Sequences & Exponential Functions

Arithmetic/geometric sequences as functions, exponential growth & decay, linear vs. exponential

This unit is about patterns that grow in a steady way: number lists that climb by a fixed step, and the kind of growth behind money earning interest or a population doubling. It pays off because that second kind, growing by multiplying, shows up everywhere once you can spot it.

It helps to have one thing fresh: working out the value of an expression when you put a number into it. If you'd like a quick warm-up, redo a couple of problems on that from an earlier unit.

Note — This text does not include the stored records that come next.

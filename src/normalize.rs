//! Line normalization: turn a config file into logical lines.
//!
//! A physical line goes through these steps:
//!
//! 1. Note whether it is indented, then trim it. Blank lines and lines
//!    starting with `#` are dropped.
//! 2. Split it into words. An unescaped `#` ends the line; runs of
//!    whitespace separate words. A backslash escapes the next character:
//!    `\#`, `\\` and `\<whitespace>` produce the literal character, and the
//!    escaped whitespace stays inside its word.
//! 3. Indented lines are appended to the previous logical line.
//! 4. `source <path>` splices in the logical lines of another file, which is
//!    normalized recursively with the same rules.
//!
//! Everything is materialized before dispatch starts, so a read failure in a
//! sourced file aborts the parse before any field is touched.

use std::path::{Path, PathBuf};

use crate::error::ParseError;

const SOURCE_DIRECTIVE: &str = "source";

/// One assembled option statement.
#[derive(Debug, Clone, PartialEq, Eq)]
pub struct LogicalLine {
    /// File the statement was read from (the sourced file for spliced lines).
    pub path: PathBuf,
    /// 1-based physical line number where the statement starts.
    pub line: usize,
    /// The option key followed by its value tokens.
    pub words: Vec<String>,
}

impl LogicalLine {
    /// The option key.
    pub fn key(&self) -> &str {
        self.words.first().map(String::as_str).unwrap_or_default()
    }

    /// Value tokens following the key.
    pub fn values(&self) -> &[String] {
        self.words.get(1..).unwrap_or_default()
    }

    /// The normalized text: all words joined by a single space.
    pub fn text(&self) -> String {
        self.words.join(" ")
    }
}

/// Read and normalize the file at `path`.
pub fn normalize(path: impl AsRef<Path>) -> Result<Vec<LogicalLine>, ParseError> {
    let path = path.as_ref();
    let mut stack = Vec::new();
    normalize_file(path, &mut stack)
}

/// Normalize in-memory `content` as if it had been read from `origin`.
///
/// `source` directives are still resolved against the filesystem.
pub fn normalize_str(content: &str, origin: impl AsRef<Path>) -> Result<Vec<LogicalLine>, ParseError> {
    let origin = origin.as_ref();
    let mut stack = vec![canonical(origin)];
    normalize_content(content, origin, &mut stack)
}

fn normalize_file(path: &Path, stack: &mut Vec<PathBuf>) -> Result<Vec<LogicalLine>, ParseError> {
    let content = std::fs::read_to_string(path).map_err(|e| ParseError::Io {
        path: path.to_path_buf(),
        source: e,
    })?;
    tracing::debug!(path = %path.display(), "normalizing config file");

    stack.push(canonical(path));
    let lines = normalize_content(&content, path, stack);
    stack.pop();
    lines
}

fn normalize_content(
    content: &str,
    path: &Path,
    stack: &mut Vec<PathBuf>,
) -> Result<Vec<LogicalLine>, ParseError> {
    let mut lines: Vec<LogicalLine> = Vec::new();
    let mut seen_statement = false;

    for (i, raw) in content.lines().enumerate() {
        let no = i + 1;
        let indented = raw.starts_with(char::is_whitespace);
        let trimmed = raw.trim();
        if trimmed.is_empty() || trimmed.starts_with('#') {
            continue;
        }

        let words = split_words(trimmed);
        if words.is_empty() {
            continue;
        }

        if indented {
            let Some(prev) = lines.last_mut() else {
                let path = path.to_path_buf();
                return Err(if seen_statement {
                    ParseError::NothingToContinue { path, line: no }
                } else {
                    ParseError::IndentedFirstLine { path, line: no }
                });
            };
            prev.words.extend(words);
            continue;
        }
        seen_statement = true;

        if words[0] == SOURCE_DIRECTIVE && words.len() > 1 {
            let target = PathBuf::from(words[1..].join(" "));
            if stack.contains(&canonical(&target)) {
                return Err(ParseError::SourceCycle {
                    path: path.to_path_buf(),
                    line: no,
                    target,
                });
            }
            tracing::debug!(from = %path.display(), line = no, target = %target.display(), "sourcing file");
            lines.extend(normalize_file(&target, stack)?);
            continue;
        }

        lines.push(LogicalLine {
            path: path.to_path_buf(),
            line: no,
            words,
        });
    }

    Ok(lines)
}

/// Files on the include stack are compared by canonical path when they exist.
fn canonical(path: &Path) -> PathBuf {
    path.canonicalize().unwrap_or_else(|_| path.to_path_buf())
}

/// Split one trimmed line into words, applying comment and escape rules.
fn split_words(line: &str) -> Vec<String> {
    let mut words = Vec::new();
    let mut word = String::new();
    let mut escaped = false;

    for c in line.chars() {
        if escaped {
            // `\#`, `\\`, `\ ` and `\x` all yield the character itself.
            word.push(c);
            escaped = false;
            continue;
        }
        match c {
            '\\' => escaped = true,
            '#' => break,
            c if c.is_whitespace() => {
                if !word.is_empty() {
                    words.push(std::mem::take(&mut word));
                }
            }
            c => word.push(c),
        }
    }

    if !word.is_empty() {
        words.push(word);
    }
    words
}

This is a shorter unit, and it rests on one idea you can hold in a single sentence. Some patterns grow by adding the same amount each step. Others grow by multiplying by the same amount each step. That one difference, add the same versus multiply the same, separates the two families you'll meet here, and it's the thing to keep in mind on every page.

You'll start with sequences, which are just ordered lists of numbers, because they make that contrast something you can count on your fingers. Then you'll meet exponential functions, which are the smooth, grown-up version of the multiplying pattern, and the kind of thing that describes money earning interest or a population doubling.

Before each new sitting, redo two or three problems from a lesson or two back from memory first. It's a small warm-up, and it does more for you than re-reading.